Laplace transform of inverse gaussian distribution [closed]

Can someone write in details how i can derive the Laplace transform of the Inverse Gaussian distribution? I think i am missing something during the calculation of the interval which gives the Laplace transform $L(s)=E(e^{-sX})$, so can anyone help by providing the exact calculations?

Solution 1:

This is not an easy problem. Lets get rid of some of the parameters so that we will not fill the screen with them. $\lambda=2$ and $\mu=1$. We need to find:

$$\frac{1}{\sqrt \pi}\int _0 ^{\infty}t^{-3/2} e^ {-\frac{(t-1)^2}{t}-st} \,dt$$

Expand the exponent:

$$\frac{1}{\sqrt \pi}\int _0 ^{\infty}t^{-3/2} e^ {-t+2-\frac1t-st} \,dt$$

$e^{-t}$ corresponds to shift in laplace domain, we will take this into account at the last step.
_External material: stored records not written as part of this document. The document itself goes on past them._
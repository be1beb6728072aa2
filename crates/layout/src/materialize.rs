//! Converting a partition result into the renderer-ready root box.

use common::Size;

use crate::partition::{BlockContent, BlockSize, BoxContainer, BoxItem, BoxNode, CrossAlign, Direction};
use crate::size::SizeValue;

/// Renderer-ready root of the box tree, carrying the outer container
/// extent.
#[derive(Clone, Debug, PartialEq)]
pub struct RootBox {
    pub width: f32,
    pub height: f32,
    pub container: BoxContainer,
}

/// Wrap the partition result as the root box configuration and apply
/// the root sizing policy: top-level entries with no explicit base,
/// min or max size get an auto base size so they share remaining space
/// proportionally.
pub fn materialize(content: BlockContent, container_size: Size) -> RootBox {
    let mut container = match content {
        BlockContent::Boxed(container) => container,
        BlockContent::Item(item) => single_item_root(BoxNode::Item(item)),
        BlockContent::Empty | BlockContent::Spanned => single_item_root(BoxNode::Spacer),
    };

    for item in &mut container.items {
        if needs_auto_base_size(&item.size) {
            item.size.base_size = SizeValue::Auto;
        }
    }

    RootBox {
        width: container_size.width,
        height: container_size.height,
        container,
    }
}

/// A terminal partition result becomes a one-entry horizontal box.
fn single_item_root(node: BoxNode) -> BoxContainer {
    BoxContainer {
        direction: Direction::Row,
        cross_align: CrossAlign::Stretch,
        items: vec![BoxItem {
            size: BlockSize::with_ratio(1.0),
            node,
        }],
    }
}

fn needs_auto_base_size(size: &BlockSize) -> bool {
    size.base_size == SizeValue::ZERO
        && size.min_size.is_zero_or_auto()
        && size.max_size.is_zero_or_auto()
}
We take $e^2$ out:

$$\frac{1}{\sqrt \pi}e^2\int _0 ^{\infty}t^{-3/2} e^ {-\frac1t}e^{-st} \,dt$$

It turns out the laplace transform of $t^{-3/2} e^ {-\frac1t}$ is $\sqrt{\pi } e^{-2 \sqrt{s}}$. EDIT: For completeness, you can check this solution to see how you can obtain this result yourself: enter link description here Or you can look here for a very detailed inverse transformation by Ron Gordon: enter link description here

So we get

$$e^{2-2 \sqrt{s+1}}$$

In more general:

$$e^{\frac{\lambda }{\mu }-\frac{\sqrt{\frac{\lambda }{\mu ^2}+2 s}}{\sqrt{\frac{1}{\lambda }}}}$$